* **YOUR ASSIGNMENT**
Print the listing below once more, unchanged.

::::

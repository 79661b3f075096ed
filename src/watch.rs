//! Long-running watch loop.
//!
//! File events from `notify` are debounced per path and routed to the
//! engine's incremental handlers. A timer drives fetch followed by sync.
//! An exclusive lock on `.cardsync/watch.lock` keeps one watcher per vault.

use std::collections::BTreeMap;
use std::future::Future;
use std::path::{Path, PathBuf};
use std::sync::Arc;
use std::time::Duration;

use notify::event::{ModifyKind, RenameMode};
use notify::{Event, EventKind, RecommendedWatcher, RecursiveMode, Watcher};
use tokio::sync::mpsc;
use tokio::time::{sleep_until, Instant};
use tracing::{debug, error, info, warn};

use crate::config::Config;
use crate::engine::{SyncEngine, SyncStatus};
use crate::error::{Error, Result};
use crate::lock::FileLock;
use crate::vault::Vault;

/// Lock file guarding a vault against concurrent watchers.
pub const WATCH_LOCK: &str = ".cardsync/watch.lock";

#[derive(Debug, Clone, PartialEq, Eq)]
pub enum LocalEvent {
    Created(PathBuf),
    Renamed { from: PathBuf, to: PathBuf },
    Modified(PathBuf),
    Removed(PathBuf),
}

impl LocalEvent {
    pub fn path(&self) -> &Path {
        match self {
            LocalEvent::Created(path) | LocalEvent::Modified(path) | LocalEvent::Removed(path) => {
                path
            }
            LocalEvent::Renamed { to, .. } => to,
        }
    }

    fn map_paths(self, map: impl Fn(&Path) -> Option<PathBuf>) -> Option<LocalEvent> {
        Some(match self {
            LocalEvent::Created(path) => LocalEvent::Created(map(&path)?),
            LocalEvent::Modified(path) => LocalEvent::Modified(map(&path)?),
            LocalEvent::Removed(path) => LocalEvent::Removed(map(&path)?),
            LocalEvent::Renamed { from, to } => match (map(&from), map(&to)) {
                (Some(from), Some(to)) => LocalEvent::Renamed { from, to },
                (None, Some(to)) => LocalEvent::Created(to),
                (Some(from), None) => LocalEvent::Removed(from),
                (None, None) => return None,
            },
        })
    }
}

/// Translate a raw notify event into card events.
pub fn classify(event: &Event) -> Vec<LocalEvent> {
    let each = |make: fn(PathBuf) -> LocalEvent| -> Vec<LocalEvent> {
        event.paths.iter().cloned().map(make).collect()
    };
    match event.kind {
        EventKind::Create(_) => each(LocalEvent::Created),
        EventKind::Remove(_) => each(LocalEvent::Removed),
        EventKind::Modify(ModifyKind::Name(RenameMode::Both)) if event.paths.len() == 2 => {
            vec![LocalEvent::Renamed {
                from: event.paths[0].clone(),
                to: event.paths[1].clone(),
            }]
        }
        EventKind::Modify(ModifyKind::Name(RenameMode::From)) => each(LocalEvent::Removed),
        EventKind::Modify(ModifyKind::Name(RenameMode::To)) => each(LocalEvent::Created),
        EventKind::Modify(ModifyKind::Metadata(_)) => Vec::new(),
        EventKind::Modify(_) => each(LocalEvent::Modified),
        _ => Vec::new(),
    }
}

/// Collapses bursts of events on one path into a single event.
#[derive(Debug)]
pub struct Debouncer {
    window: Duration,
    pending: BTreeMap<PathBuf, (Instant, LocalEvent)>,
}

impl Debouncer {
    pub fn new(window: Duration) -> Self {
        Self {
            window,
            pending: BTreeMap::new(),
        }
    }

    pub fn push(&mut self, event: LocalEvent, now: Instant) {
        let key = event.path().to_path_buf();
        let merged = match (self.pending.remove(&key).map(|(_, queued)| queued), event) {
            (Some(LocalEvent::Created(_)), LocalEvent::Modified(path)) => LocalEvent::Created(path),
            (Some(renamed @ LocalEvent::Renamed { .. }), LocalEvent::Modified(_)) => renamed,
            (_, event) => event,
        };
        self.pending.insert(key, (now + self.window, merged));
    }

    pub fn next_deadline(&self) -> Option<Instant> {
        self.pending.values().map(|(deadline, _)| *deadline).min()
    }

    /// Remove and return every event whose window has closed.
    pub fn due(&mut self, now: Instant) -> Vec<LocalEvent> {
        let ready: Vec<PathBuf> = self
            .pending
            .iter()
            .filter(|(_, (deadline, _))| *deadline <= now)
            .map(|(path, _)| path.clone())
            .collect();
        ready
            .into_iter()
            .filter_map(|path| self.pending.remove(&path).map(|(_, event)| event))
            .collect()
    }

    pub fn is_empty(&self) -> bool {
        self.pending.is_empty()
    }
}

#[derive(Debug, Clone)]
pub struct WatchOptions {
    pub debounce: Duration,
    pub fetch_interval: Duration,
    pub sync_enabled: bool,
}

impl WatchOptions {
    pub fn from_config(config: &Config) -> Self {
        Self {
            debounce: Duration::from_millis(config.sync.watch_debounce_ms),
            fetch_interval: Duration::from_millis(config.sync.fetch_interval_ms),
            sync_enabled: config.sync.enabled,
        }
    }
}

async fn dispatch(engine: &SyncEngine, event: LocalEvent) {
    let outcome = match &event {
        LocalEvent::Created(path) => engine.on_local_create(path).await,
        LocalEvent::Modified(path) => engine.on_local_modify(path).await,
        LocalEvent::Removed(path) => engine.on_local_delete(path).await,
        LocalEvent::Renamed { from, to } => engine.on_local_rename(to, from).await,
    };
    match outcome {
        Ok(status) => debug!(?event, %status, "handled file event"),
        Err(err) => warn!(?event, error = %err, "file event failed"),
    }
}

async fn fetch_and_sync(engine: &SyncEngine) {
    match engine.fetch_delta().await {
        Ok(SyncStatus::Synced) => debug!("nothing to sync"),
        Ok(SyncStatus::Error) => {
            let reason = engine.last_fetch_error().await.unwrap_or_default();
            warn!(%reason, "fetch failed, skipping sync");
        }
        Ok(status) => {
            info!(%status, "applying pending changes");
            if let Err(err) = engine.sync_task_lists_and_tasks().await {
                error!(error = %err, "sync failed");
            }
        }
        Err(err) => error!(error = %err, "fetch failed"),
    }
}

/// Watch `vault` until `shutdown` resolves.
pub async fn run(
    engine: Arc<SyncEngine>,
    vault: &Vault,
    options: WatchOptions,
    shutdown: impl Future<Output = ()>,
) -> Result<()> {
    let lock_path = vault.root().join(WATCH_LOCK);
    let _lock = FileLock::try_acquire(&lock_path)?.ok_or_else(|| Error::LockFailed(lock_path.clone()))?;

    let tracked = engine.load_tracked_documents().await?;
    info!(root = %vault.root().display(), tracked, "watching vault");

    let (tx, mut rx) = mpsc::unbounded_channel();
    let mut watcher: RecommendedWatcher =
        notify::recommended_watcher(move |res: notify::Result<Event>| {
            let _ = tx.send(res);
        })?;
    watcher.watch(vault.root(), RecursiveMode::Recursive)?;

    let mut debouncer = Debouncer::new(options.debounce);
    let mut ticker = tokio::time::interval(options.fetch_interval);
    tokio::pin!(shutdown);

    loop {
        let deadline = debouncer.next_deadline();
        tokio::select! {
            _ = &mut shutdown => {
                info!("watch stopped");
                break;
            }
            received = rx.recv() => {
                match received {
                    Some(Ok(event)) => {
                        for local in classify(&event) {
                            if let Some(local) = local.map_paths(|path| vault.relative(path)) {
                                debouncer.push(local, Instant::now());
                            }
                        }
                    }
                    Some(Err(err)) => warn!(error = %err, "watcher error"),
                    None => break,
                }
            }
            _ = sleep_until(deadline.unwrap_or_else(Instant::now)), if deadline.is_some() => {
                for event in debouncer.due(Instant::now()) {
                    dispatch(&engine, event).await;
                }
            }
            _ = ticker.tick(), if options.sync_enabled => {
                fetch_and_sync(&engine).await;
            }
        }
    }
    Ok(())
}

::::

* **REPLY TO THE TASK**
repository 79661b3f075096ed
filename src/watch.rs
//! Long-running watch loop.
//!
//! File events from `notify` are debounced per path and routed to the
//! engine's incremental handlers. A timer drives fetch followed by sync.
//! An exclusive lock on `.cardsync/watch.lock` keeps one watcher per vault.

use std::collections::BTreeMap;
use std::future::Future;
use std::path::{Path, PathBuf};
use std::sync::Arc;
use std::time::Duration;

use notify::event::{ModifyKind, RenameMode};
use notify::{Event, EventKind, RecommendedWatcher, RecursiveMode, Watcher};
use tokio::sync::mpsc;
use tokio::time::{sleep_until, Instant};
use tracing::{debug, error, info, warn};

use crate::config::Config;
use crate::engine::{SyncEngine, SyncStatus};
use crate::error::{Error, Result};
use crate::lock::FileLock;
use crate::vault::Vault;

/// Lock file guarding a vault against concurrent watchers.
pub const WATCH_LOCK: &str = ".cardsync/watch.lock";

#[derive(Debug, Clone, PartialEq, Eq)]
pub enum LocalEvent {
    Created(PathBuf),
    Renamed { from: PathBuf, to: PathBuf },
    Modified(PathBuf),
    Removed(PathBuf),
}

impl LocalEvent {
    pub fn path(&self) -> &Path {
        match self {
            LocalEvent::Created(path) | LocalEvent::Modified(path) | LocalEvent::Removed(path) => {
                path
            }
            LocalEvent::Renamed { to, .. } => to,
        }
    }

    fn map_paths(self, map: impl Fn(&Path) -> Option<PathBuf>) -> Option<LocalEvent> {
        Some(match self {
            LocalEvent::Created(path) => LocalEvent::Created(map(&path)?),
            LocalEvent::Modified(path) => LocalEvent::Modified(map(&path)?),
            LocalEvent::Removed(path) => LocalEvent::Removed(map(&path)?),
            LocalEvent::Renamed { from, to } => match (map(&from), map(&to)) {
                (Some(from), Some(to)) => LocalEvent::Renamed { from, to },
                (None, Some(to)) => LocalEvent::Created(to),
                (Some(from), None) => LocalEvent::Removed(from),
                (None, None) => return None,
            },
        })
    }
}

/// Translate a raw notify event into card events.
pub fn classify(event: &Event) -> Vec<LocalEvent> {
    let each = |make: fn(PathBuf) -> LocalEvent| -> Vec<LocalEvent> {
        event.paths.iter().cloned().map(make).collect()
    };
    match event.kind {
        EventKind::Create(_) => each(LocalEvent::Created),
        EventKind::Remove(_) => each(LocalEvent::Removed),
        EventKind::Modify(ModifyKind::Name(RenameMode::Both)) if event.paths.len() == 2 => {
            vec![LocalEvent::Renamed {
                from: event.paths[0].clone(),
                to: event.paths[1].clone(),
            }]
        }
        EventKind::Modify(ModifyKind::Name(RenameMode::From)) => each(LocalEvent::Removed),
        EventKind::Modify(ModifyKind::Name(RenameMode::To)) => each(LocalEvent::Created),
        EventKind::Modify(ModifyKind::Metadata(_)) => Vec::new(),
        EventKind::Modify(_) => each(LocalEvent::Modified),
        _ => Vec::new(),
    }
}

/// Collapses bursts of events on one path into a single event.
#[derive(Debug)]
pub struct Debouncer {
    window: Duration,
    pending: BTreeMap<PathBuf, (Instant, LocalEvent)>,
}

impl Debouncer {
    pub fn new(window: Duration) -> Self {
        Self {
            window,
            pending: BTreeMap::new(),
        }
    }

    pub fn push(&mut self, event: LocalEvent, now: Instant) {
        let key = event.path().to_path_buf();
        let merged = match (self.pending.remove(&key).map(|(_, queued)| queued), event) {
            (Some(LocalEvent::Created(_)), LocalEvent::Modified(path)) => LocalEvent::Created(path),
            (Some(renamed @ LocalEvent::Renamed { .. }), LocalEvent::Modified(_)) => renamed,
            (_, event) => event,
        };
        self.pending.insert(key, (now + self.window, merged));
    }

    pub fn next_deadline(&self) -> Option<Instant> {
        self.pending.values().map(|(deadline, _)| *deadline).min()
    }

    /// Remove and return every event whose window has closed.
    pub fn due(&mut self, now: Instant) -> Vec<LocalEvent> {
        let ready: Vec<PathBuf> = self
            .pending
            .iter()
            .filter(|(_, (deadline, _))| *deadline <= now)
            .map(|(path, _)| path.clone())
            .collect();
        ready
            .into_iter()
            .filter_map(|path| self.pending.remove(&path).map(|(_, event)| event))
            .collect()
    }

    pub fn is_empty(&self) -> bool {
        self.pending.is_empty()
    }
}

#[derive(Debug, Clone)]
pub struct WatchOptions {
    pub debounce: Duration,
    pub fetch_interval: Duration,
    pub sync_enabled: bool,
}

impl WatchOptions {
    pub fn from_config(config: &Config) -> Self {
        Self {
            debounce: Duration::from_millis(config.sync.watch_debounce_ms),
            fetch_interval: Duration::from_millis(config.sync.fetch_interval_ms),
            sync_enabled: config.sync.enabled,
        }
    }
}

async fn dispatch(engine: &SyncEngine, event: LocalEvent) {
    let outcome = match &event {
        LocalEvent::Created(path) => engine.on_local_create(path).await,
        LocalEvent::Modified(path) => engine.on_local_modify(path).await,
        LocalEvent::Removed(path) => engine.on_local_delete(path).await,
        LocalEvent::Renamed { from, to } => engine.on_local_rename(to, from).await,
    };
    match outcome {
        Ok(status) => debug!(?event, %status, "handled file event"),
        Err(err) => warn!(?event, error = %err, "file event failed"),
    }
}

async fn fetch_and_sync(engine: &SyncEngine) {
    match engine.fetch_delta().await {
        Ok(SyncStatus::Synced) => debug!("nothing to sync"),
        Ok(SyncStatus::Error) => {
            let reason = engine.last_fetch_error().await.unwrap_or_default();
            warn!(%reason, "fetch failed, skipping sync");
        }
        Ok(status) => {
            info!(%status, "applying pending changes");
            if let Err(err) = engine.sync_task_lists_and_tasks().await {
                error!(error = %err, "sync failed");
            }
        }
        Err(err) => error!(error = %err, "fetch failed"),
    }
}

/// Watch `vault` until `shutdown` resolves.
pub async fn run(
    engine: Arc<SyncEngine>,
    vault: &Vault,
    options: WatchOptions,
    shutdown: impl Future<Output = ()>,
) -> Result<()> {
    let lock_path = vault.root().join(WATCH_LOCK);
    let _lock = FileLock::try_acquire(&lock_path)?.ok_or_else(|| Error::LockFailed(lock_path.clone()))?;

    let tracked = engine.load_tracked_documents().await?;
    info!(root = %vault.root().display(), tracked, "watching vault");

    let (tx, mut rx) = mpsc::unbounded_channel();
    let mut watcher: RecommendedWatcher =
        notify::recommended_watcher(move |res: notify::Result<Event>| {
            let _ = tx.send(res);
        })?;
    watcher.watch(vault.root(), RecursiveMode::Recursive)?;

    let mut debouncer = Debouncer::new(options.debounce);
    let mut ticker = tokio::time::interval(options.fetch_interval);
    tokio::pin!(shutdown);

    loop {
        let deadline = debouncer.next_deadline();
        tokio::select! {
            _ = &mut shutdown => {
                info!("watch stopped");
                break;
            }
            received = rx.recv() => {
                match received {
                    Some(Ok(event)) => {
                        for local in classify(&event) {
                            if let Some(local) = local.map_paths(|path| vault.relative(path)) {
                                debouncer.push(local, Instant::now());
                            }
                        }
                    }
                    Some(Err(err)) => warn!(error = %err, "watcher error"),
                    None => break,
                }
            }
            _ = sleep_until(deadline.unwrap_or_else(Instant::now)), if deadline.is_some() => {
                for event in debouncer.due(Instant::now()) {
                    dispatch(&engine, event).await;
                }
            }
            _ = ticker.tick(), if options.sync_enabled => {
                fetch_and_sync(&engine).await;
            }
        }
    }
    Ok(())
}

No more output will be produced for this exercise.